A l'appui de ses prétentions, la SCI Clim fait valoir que :

- le 15 mars 2013, la société ABJ 62 a signé l'acte de vente sans réserve ni remarque après l'accomplissement des travaux de démolition et d'évacuation de l'amiante contenue dans les gravats, lesquels ont été la condition sine qua non de la régularisation de la vente ;

- l'acte de vente précisait au titre de la protection de l'environnement que la réglementation sur l'amiante exonérait totalement le vendeur, dans la mesure où l'acquéreur déclarait faire son affaire personnelle de la situation sans aucun recours contre le vendeur ; les prélèvements effectués en accord entre le vendeur et l'acquéreur sous l'égide du notaire ne révélaient pas de pollution significative ;

- les travaux de démolition ont été effectués à la satisfaction de la société ABJ 62, qui n'était plus légitime à agir eu égard à la prise de possession des lieux anticipée et aux prélèvements effectués ;

- les conventions doivent être exécutées de bonne foi, et la société ABJ 62 est irrecevable à agir eu égard à sa connaissance complète et parfaite de l'ensemble immobilier acquis à la signature de l'acte ;

- le litige porte sur la démolition du mur séparatif entre le bâtiment A et le bâtiment D, lequel avait un mode constructif identique au bâtiment A, mais servait de mur séparatif entre les deux bâtiments A et D ; selon l'expert [J], les pièces remises ne lui permettent pas de conclure que M. [T] a provoqué des désordres sur les immeubles voisins et subsistants ; l'expert estime le coût des reprises à 104 000 euros TTC ;

- elle n'a pas personnellement supervisé les travaux de démolition, laissant le futur acquéreur en la personne de son représentant, M. [Z], s'y immiscer et donner ses directives à M. [T] ;

- M. [Z] connaissait l'environnement minier du site qu'il a choisi d'acquérir, et le rapport d'expertise ne conclut pas à une pollution anormale des sols par des produits toxiques ou dangereux, mais par des déchets qui doivent être en décharge classée ;

- selon l'expert [J], le traitement des fosses et cuves à fuel, découvertes sur le site par la société ABJ 62 après la cession, ne figurait pas dans la commande passée à M. [T] ; les cuves à fuel doivent être dégazées, inertées, ou enlevées, et l'expert évalue le coût de leur traitement à la somme de 10 000 euros TTC ;

- la société ABJ 62 échoue à démontrer l'existence et l'étendue de son préjudice, dès lors qu'elle ne produit aucun élément comptable ou financier, aucun bilan, aucun projet de bail ;

- la société ABJ 62 pouvait fonctionner sans être entravée dans son développement économique et sans subir la prétendue pollution des sols ; le bien vendu lui convenait, la cession n'était pas un obstacle à l'exploitation qu'elle entendait faire des lieux, et elle n'a même pas fait inerter les cuves de fuel ;

- la société ABJ 62 n'a jamais sollicité la résolution de la vente initiale, et a cédé l'ensemble immobilier à la SCI le Becq au prix de 950 000 euros ; ce nouvel acquéreur va prendre à sa charge le coût de la dépollution du site estimé à 1 020 118,25 euros, sans que la société ABJ 62 ne l'indemnise à ce titre ; elle ne lui a pas davantage indiqué qu'elle allait formuler une telle demande devant la cour ;

- M. [T], soit personnellement, soit sous l'autorité de la société ABJ 62, a excédé les termes et limites de son devis, sans qu'elle puisse en être tenue responsable ;

- dès lors que l'utilité de l'inertage des cuves de fuel n'est pas démontrée, elle n'a pas à en supporter le coût.

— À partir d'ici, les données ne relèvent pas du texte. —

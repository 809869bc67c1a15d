//! Error types for the promptsmith domain.
//!
//! Uses `thiserror` for ergonomic error definitions.
//! Catalog problems are the only fatal class: they surface while the
//! catalog is loaded, never while a request is being served.

use thiserror::Error;

/// Load-time catalog errors. Any of these refuses engine initialisation.
#[derive(Debug, Error)]
pub enum CatalogError {
    #[error("duplicate technique id '{0}'")]
    DuplicateTechnique(String),

    #[error("technique id cannot be empty (technique #{index})")]
    EmptyTechniqueId { index: usize },

    #[error("intent boost for '{intent}' references unknown technique '{technique}'")]
    UnknownBoostTarget { intent: String, technique: String },

    #[error("technique '{technique}' has an invalid complexity score range [{min}, {max}]")]
    InvalidScoreRange {
        technique: String,
        min: f64,
        max: f64,
    },

    #[error("invalid selection rule: {0}")]
    InvalidRule(String),

    #[error("invalid word count ranges: {0}")]
    InvalidWordCountRanges(String),

    #[error("invalid {name} pattern: {detail}")]
    InvalidPattern { name: String, detail: String },

    #[error("catalog file error: {0}")]
    Io(#[from] std::io::Error),

    #[error("TOML parse error: {0}")]
    Toml(#[from] toml::de::Error),

    #[error("JSON parse error: {0}")]
    Json(serde_json::Error),
}
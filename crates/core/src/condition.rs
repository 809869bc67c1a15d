//! Typed condition categories.
//!
//! Every condition category on a technique is either a wildcard or a
//! concrete set. An absent key deserialises to [`ConditionSet::Any`]; an
//! explicitly empty list is normalised to `Any` as well, so callers never
//! have to guess what an empty collection means.

use serde::{Deserialize, Deserializer, Serialize, Serializer};
use std::collections::BTreeSet;

/// A condition category that is either a wildcard or a non-empty set.
#[derive(Debug, Clone, PartialEq, Eq)]
pub enum ConditionSet<T: Ord> {
    /// No constraint: the category always passes.
    Any,
    /// The category passes only for members of this (non-empty) set.
    OneOf(BTreeSet<T>),
}

impl<T: Ord> Default for ConditionSet<T> {
    fn default() -> Self {
        Self::Any
    }
}

impl<T: Ord> ConditionSet<T> {
    pub fn is_any(&self) -> bool {
        matches!(self, Self::Any)
    }

    /// Membership test. A wildcard contains everything.
    pub fn admits(&self, value: &T) -> bool {
        match self {
            Self::Any => true,
            Self::OneOf(set) => set.contains(value),
        }
    }

    /// The concrete members, or `None` for a wildcard.
    pub fn members(&self) -> Option<&BTreeSet<T>> {
        match self {
            Self::Any => None,
            Self::OneOf(set) => Some(set),
        }
    }
}

impl<T: Ord> From<Vec<T>> for ConditionSet<T> {
    fn from(items: Vec<T>) -> Self {
        if items.is_empty() {
            Self::Any
        } else {
            Self::OneOf(items.into_iter().collect())
        }
    }
}

impl<T: Ord> FromIterator<T> for ConditionSet<T> {
    fn from_iter<I: IntoIterator<Item = T>>(iter: I) -> Self {
        iter.into_iter().collect::<Vec<_>>().into()
    }
}

impl<'de, T> Deserialize<'de> for ConditionSet<T>
where
    T: Deserialize<'de> + Ord,
{
    fn deserialize<D: Deserializer<'de>>(deserializer: D) -> Result<Self, D::Error> {
        let items = Vec::<T>::deserialize(deserializer)?;
        if items.is_empty() {
            tracing::warn!("empty condition list treated as wildcard");
        }
        Ok(Self::from(items))
    }
}

impl<T: Ord + Serialize> Serialize for ConditionSet<T> {
    fn serialize<S: Serializer>(&self, serializer: S) -> Result<S::Ok, S::Error> {
        match self {
            Self::Any => serializer.collect_seq(std::iter::empty::<&T>()),
            Self::OneOf(set) => serializer.collect_seq(set),
        }
    }
}

/// Inclusive `[min, max]` range over the estimated complexity score.
#[derive(Debug, Clone, Copy, PartialEq, Serialize, Deserialize)]
pub struct ScoreRange {
    pub min: f64,
    pub max: f64,
}

impl ScoreRange {
    pub fn new(min: f64, max: f64) -> Self {
        Self { min, max }
    }

    pub fn contains(&self, score: f64) -> bool {
        score >= self.min && score <= self.max
    }

    /// A range is usable when both bounds are finite and ordered.
    pub fn is_valid(&self) -> bool {
        self.min.is_finite() && self.max.is_finite() && self.min <= self.max
    }
}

4.3. Aux termes de ses dernières conclusions notifiées le 15 novembre 2022, la société ABJ 62, intimée et appelante incidente, demande à la cour de :

- juger recevable et fondé son appel incident ;

- confirmer le jugement dont appel en ce qu'il a :

écarté la fin de non-recevoir soulevée par la SCI Clim ;

dit qu'elle était recevable en son action ;

condamné la SCI Clim et M. [T] à lui régler chacun la somme de 2 500 euros sur le fondement des dispositions de l'article 700 du code de procédure civile ;

- pour le surplus, infirmer le jugement critiqué en ce qu'il a :

condamné M. [T] à lui payer la somme de 86 666 euros HT en réparation de son préjudice résultant de la démolition partielle des bâtiments ;

condamné la SCI Clim à lui payer la somme de 10 000 euros TTC en réparation de son préjudice au titre de la pollution liée à la présence de cuves de fuel ;

l'a déboutée du surplus de ses demandes ;

laissé à chaque partie la charge de ses dépens et dit que les frais d'expertise seraient partagés par tiers entre les parties ;

statuant de nouveau,

- juger que la SCI Clim a manqué à ses obligations contractuelles et qu'elle est responsable des dommages occasionnés par M. [T], à titre principal, sur le fondement de la responsabilité contractuelle de droit commun (anciens articles 1134 et suivants, 1143 et suivants, 1147 et suivants du code civil, devenus articles 1103 et 1231-1 et suivants dudit code) et, à titre subsidiaire, sur le fondement de l'ancien article 1384 du code civil devenu article 1242 dudit code ;

- juger que M. [T] est responsable sur le fondement de l'article 1240 du code civil et, à titre subsidiaire, sur le fondement des articles 1103 et 1231-1 du code civil, des dommages qu'il a occasionnés dans le cadre des travaux de démolition, constitués d'une part par le coût des travaux de réfection à mettre en 'uvre, et d'autre part à raison des taxes foncières qu'elle a réglées ;

- en conséquence, condamner in solidum la SCI Clim et M. [T] à lui payer la somme de 293 684,94 euros (soit 185 684,94 + 108 000) à titre de dommages et intérêts pour la démolition des bâtiments ;

- juger que la SCI Clim est responsable, à titre principal, sur le fondement du manquement à l'obligation de délivrance, de la responsabilité contractuelle de droit commun (anciens articles 1134 et suivants du code civil), et de l'arrêté du 1er juillet 2004 et, à titre subsidiaire, sur le fondement de la garantie des vices cachés (articles 1641 et suivants du code civil) des préjudices qu'elle a subis du fait de la présence en très grande quantité de déchets et de cuves à fuel non dégazées ;

- en conséquence, juger que la SCI Clim doit l'indemniser intégralement des préjudices subis au titre des travaux de dépollution à engager ;

- en conséquence, condamner la SCI Clim à lui payer la somme de 1 020 118,25 euros ;

- condamner in solidum la SCI Clim et M. [T] au paiement d'une somme de 10 000 euros en vertu des dispositions de l'article 700 du code de procédure civile pour la procédure d'appel ;

- condamner in solidum la SCI Clim et M. [T] en tous les frais et dépens, en ce compris les frais et honoraires de l'expert judiciaire et dire que la SCP Processuel pourra se prévaloir des dispositions de l'article 699 du code de procédure civile.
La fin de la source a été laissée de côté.